L’approche plus ou moins ultra l’un de l’autre ne peut être déduite d’une stratégie très différenciée de l’arrivée au pouvoir. Par exemple, les membres de Der Flügel (l’aile) étaient au milieu d’un coup d’État visant à renverser l’automne dernier, Bodo Ramelow, Premier ministre (Die Linke) de Thuringe. Le numéro un de l’ancien Flügel, Björn Höcke, leader de l’AfD dans ce pays, si possible proche d’Andreas Kalbitz, était à la tête de la négociation d’alliances en coulisses avec les chrétiens-démocrates locaux (CDU) et les libéraux (FDP) pour créer une majorité d’extrême droite tolérée par l’extrême droite. Ce coup d’État, une première pour l’AfD sur la voie concrète du pouvoir, a fait les gros titres pendant des semaines, obligeant Angela Merkel à intervenir pour y mettre fin et à commander ses propres troupes.

L’affaire illustre le haut niveau de contamination des idées nationalistes parmi les partis de droite allemands les plus établis. L’Union Werte, tendance ouvertement réactionnaire et nationaliste au sein de la CDU, a joué un rôle clé dans le rapprochement en Thuringe. Cette tendance interne est animée par un certain Hans Georg Maassen, qui a présidé au sort des … informations générales (Verfassungschutz). Jusqu’à l’été 2018, alors qu’il a dû autant démissionner, sa «  tolérance  » semblait insupportable, même sa collusion avec l’AfD et les groupes néonazis qui avaient organisé une manifestation de senteurs pro-migrants à Chemnitz.

Utilisez la récession

Andreas Kalbitz joue sur le velours. Parce qu’elle bénéficie d’un soutien au sein des deux principaux mouvements historiques de l’AfD, dont l’alliance parfois contradictoire a alimenté la radicalisation nationaliste. Les deux personnalités partisanes qui incarnent cette synthèse national-libérale, Alexander Gauland et Alice Weidel, tête de liste de l’AfD lors de l’élection du Bundestag en 2017, se sont prononcées contre son exclusion.
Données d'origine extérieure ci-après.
#[cfg(test)]
mod tests {
    use super::*;
    use approx::assert_relative_eq;
    use std::f32::consts::FRAC_PI_4;

    fn unit_cube_at(center: Vec3) -> BoundingVolume {
        BoundingVolume::aabb_from_center(center, Vec3::repeat(1.0))
    }

    fn rotated_cube_at(center: Vec3) -> BoundingVolume {
        BoundingVolume::oriented_box(center, Quat::from_axis_angle(&Vec3::y_axis(), FRAC_PI_4), Vec3::repeat(1.0))
    }

    #[test]
    fn test_aabb_pairs() {
        let a = unit_cube_at(Vec3::zeros());
        assert!(a.intersects(&unit_cube_at(Vec3::new(1.5, 0.0, 0.0))));
        // Touching faces
        assert!(a.intersects(&unit_cube_at(Vec3::new(2.0, 0.0, 0.0))));
        assert!(!a.intersects(&unit_cube_at(Vec3::new(2.1, 0.0, 0.0))));
    }

    #[test]
    fn test_oriented_box_pairs() {
        let rotated = rotated_cube_at(Vec3::zeros());
        // The rotated corner reaches sqrt(2) along X
        assert!(rotated.intersects(&unit_cube_at(Vec3::new(2.3, 0.0, 0.0))));
        assert!(!rotated.intersects(&unit_cube_at(Vec3::new(2.5, 0.0, 0.0))));
        // Along the diagonal the rotated face is only 1.0 away
        assert!(!rotated.intersects(&unit_cube_at(Vec3::new(2.2, 0.0, 2.2))));
        assert!(rotated.intersects(&rotated_cube_at(Vec3::new(1.9, 0.0, 0.0))));
        assert!(!rotated.intersects(&rotated_cube_at(Vec3::new(3.0, 0.0, 0.0))));
    }

    #[test]
    fn test_sphere_pairs() {
        let sphere = BoundingVolume::sphere(Vec3::zeros(), 1.0);
        assert!(sphere.intersects(&BoundingVolume::sphere(Vec3::new(1.9, 0.0, 0.0), 1.0)));
        assert!(!sphere.intersects(&BoundingVolume::sphere(Vec3::new(2.1, 0.0, 0.0), 1.0)));
        assert!(sphere.intersects(&unit_cube_at(Vec3::new(1.9, 0.0, 0.0))));
        // Nearest box corner is sqrt(3) * 0.7 away
        assert!(!sphere.intersects(&unit_cube_at(Vec3::new(1.7, 1.7, 1.7))));
        assert!(unit_cube_at(Vec3::new(1.9, 0.0, 0.0)).intersects(&sphere));
        assert!(sphere.intersects(&rotated_cube_at(Vec3::new(2.3, 0.0, 0.0))));
    }

    #[test]
    fn test_capsule_pairs() {
        let capsule = BoundingVolume::capsule(Vec3::new(0.0, 0.0, 0.0), Vec3::new(0.0, 4.0, 0.0), 0.5);
        assert!(capsule.intersects(&BoundingVolume::capsule(
            Vec3::new(0.9, 2.0, -3.0),
            Vec3::new(0.9, 2.0, 3.0),
            0.5
        )));
        assert!(!capsule.intersects(&BoundingVolume::capsule(
            Vec3::new(1.1, 2.0, -3.0),
            Vec3::new(1.1, 2.0, 3.0),
            0.5
        )));
        assert!(capsule.intersects(&BoundingVolume::sphere(Vec3::new(0.0, 5.0, 0.0), 0.6)));
        assert!(capsule.intersects(&unit_cube_at(Vec3::new(1.4, 2.0, 0.0))));
        assert!(!capsule.intersects(&unit_cube_at(Vec3::new(1.6, 2.0, 0.0))));
        assert!(unit_cube_at(Vec3::new(1.4, 2.0, 0.0)).intersects(&capsule));
        // Axis runs straight through the box
        assert!(capsule.intersects(&unit_cube_at(Vec3::new(0.0, 2.0, 0.0))));
        assert!(capsule.intersects(&rotated_cube_at(Vec3::new(1.8, 2.0, 0.0))));
        assert!(!capsule.intersects(&rotated_cube_at(Vec3::new(2.0, 2.0, 0.0))));
    }

    #[test]
    fn test_contains_and_closest_point() {
        let volumes = [
            unit_cube_at(Vec3::zeros()),
            rotated_cube_at(Vec3::zeros()),
            BoundingVolume::sphere(Vec3::zeros(), 1.0),
            BoundingVolume::capsule(Vec3::new(0.0, -1.0, 0.0), Vec3::new(0.0, 1.0, 0.0), 1.0),
        ];
        for volume in &volumes {
            let inside = Vec3::new(0.1, 0.2, -0.1);
            assert!(volume.contains_point(inside));
            assert_relative_eq!(volume.compute_closest_point(inside), inside);

            let outside = Vec3::new(0.0, 10.0, 0.0);
            assert!(!volume.contains_point(outside));
            let closest = volume.compute_closest_point(outside);
            assert!(volume.contains_point(closest * (1.0 - 1e-4)));
        }

        let sphere = BoundingVolume::sphere(Vec3::zeros(), 1.0);
        assert_relative_eq!(sphere.compute_closest_point(Vec3::new(3.0, 0.0, 0.0)), Vec3::new(1.0, 0.0, 0.0));
        let capsule = BoundingVolume::capsule(Vec3::new(0.0, -1.0, 0.0), Vec3::new(0.0, 1.0, 0.0), 1.0);
        assert_relative_eq!(capsule.compute_closest_point(Vec3::new(0.0, 5.0, 0.0)), Vec3::new(0.0, 2.0, 0.0));
    }

    #[test]
    fn test_box_variants_share_the_boundary_rule() {
        let aabb = unit_cube_at(Vec3::new(2.0, 0.5, 0.0));
        let oriented = BoundingVolume::oriented_box(Vec3::new(2.0, 0.5, 0.0), Quat::identity(), Vec3::repeat(1.0));
        let points = [
            Vec3::new(3.0, 0.5, 0.0),
            Vec3::new(2.0, 1.5, 1.0),
            Vec3::new(2.0, 1.5 + 5e-7, 0.0),
            Vec3::new(3.0 + 1e-5, 0.5, 0.0),
            Vec3::new(1.0 - 1e-5, -0.5, -1.0),
        ];
        for point in points {
            assert_eq!(aabb.contains_point(point), oriented.contains_point(point), "{point:?}");
        }
        assert!(oriented.contains_point(Vec3::new(3.0, 0.5, 0.0)));
        assert!(!oriented.contains_point(Vec3::new(2.0, 1.5 + 5e-7, 0.0)));
    }

    #[test]
    fn test_world_aabb() {
        let rotated = rotated_cube_at(Vec3::new(1.0, 0.0, 0.0));
        let aabb = rotated.world_aabb();
        let diagonal = 2.0_f32.sqrt();
        assert_relative_eq!(aabb.min, Vec3::new(1.0 - diagonal, -1.0, -diagonal), epsilon = 1e-5);
        assert_relative_eq!(aabb.max, Vec3::new(1.0 + diagonal, 1.0, diagonal), epsilon = 1e-5);

        let capsule = BoundingVolume::capsule(Vec3::new(0.0, 0.0, 0.0), Vec3::new(0.0, 4.0, 0.0), 0.5);
        assert_relative_eq!(capsule.world_aabb().min, Vec3::new(-0.5, -0.5, -0.5));
        assert_relative_eq!(capsule.world_aabb().max, Vec3::new(0.5, 4.5, 0.5));
    }

    #[test]
    fn test_vertical_segment_hits_top_surface_first() {
        let top = Vec3::new(0.2, 10.0, 0.1);
        let bottom = Vec3::new(0.2, -10.0, 0.1);
        let expectations = [
            (unit_cube_at(Vec3::zeros()), 1.0),
            (BoundingVolume::sphere(Vec3::zeros(), 1.0), (1.0_f32 - 0.05).sqrt()),
            (
                BoundingVolume::capsule(Vec3::new(0.0, -1.0, 0.0), Vec3::new(0.0, 1.0, 0.0), 1.0),
                1.0 + (1.0_f32 - 0.05).sqrt(),
            ),
        ];
        for (volume, height) in expectations {
            let (entry, exit) = volume.intersect_segment(top, bottom).unwrap();
            assert_relative_eq!(entry.y, height, epsilon = 1e-4);
            assert!(exit.y < entry.y);
        }
    }

    #[test]
    fn test_horizontal_segment_through_capsule_side() {
        let capsule = BoundingVolume::capsule(Vec3::new(0.0, 0.0, 0.0), Vec3::new(0.0, 4.0, 0.0), 0.5);
        let (entry, exit) = capsule
            .intersect_segment(Vec3::new(-5.0, 2.0, 0.0), Vec3::new(5.0, 2.0, 0.0))
            .unwrap();
        assert_relative_eq!(entry, Vec3::new(-0.5, 2.0, 0.0), epsilon = 1e-4);
        assert_relative_eq!(exit, Vec3::new(0.5, 2.0, 0.0), epsilon = 1e-4);
        assert!(capsule
            .intersect_segment(Vec3::new(-5.0, 5.0, 0.0), Vec3::new(5.0, 5.0, 0.0))
            .is_none());
    }

    #[test]
    fn test_translated_keeps_shape() {
        let capsule = BoundingVolume::capsule(Vec3::zeros(), Vec3::new(0.0, 2.0, 0.0), 0.5);
        let moved = capsule.with_center(Vec3::new(5.0, 1.0, 5.0));
        assert_relative_eq!(moved.center(), Vec3::new(5.0, 1.0, 5.0));
        assert_relative_eq!(moved.bounding_radius(), capsule.bounding_radius());
    }
}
Ancien chauffeur de camion de la CDU, Gauland incarne la réhabilitation du nationalisme allemand pour lequel le nazisme ne serait qu’une parenthèse malheureuse qui aurait été perdue dans une « histoire glorieuse ». Weidel, une jeune femme de 41 ans, ancienne professionnelle de la haute finance, embauchée de longue date par la gigantesque banque américaine Goldman Sachs, membre de la Fondation très libérale Friedrich von Hayek, est imprégnée d’extrémisme monétariste, la laissant considérer les dépenses publiques et sociales comme des handicaps pour la compétitivité des entreprises autochtones et déplorer « Les boules » à quoi ressembleraient les pauvres et les migrants.

Il est impossible de savoir si ces controverses sur fond d’ambitions internes rivales déboucheront à terme sur un véritable chagrin. Dans les sondages, l’AfD, aujourd’hui réduite à environ 10% des suffrages, accuse le coup en faveur de la CDU, qui semble avoir regagné le terrain perdu au bord le plus à droite de son électorat. Mais l’AfD a connu des chocs internes au début de sa vie qui ont conduit à l’expulsion de deux de ses dirigeants d’origine, sans que le parti ne ralentisse vraiment à chaque fois dans sa marche. De plus, si l’épidémie de Covid-19 était plutôt défavorable, elle pourrait utiliser la récession économique en cours pour rétablir rapidement sa santé en faisant des étrangers le bouc émissaire des souffrances sociales à venir. Reiner Wolf, spécialiste extrémiste de droite chez Die Linke, plaide « Attention et vigilance ». Ils sont d’autant plus adaptés que l’Allemagne, et l’Europe est loin de vaincre l’épidémie nationale-libérale.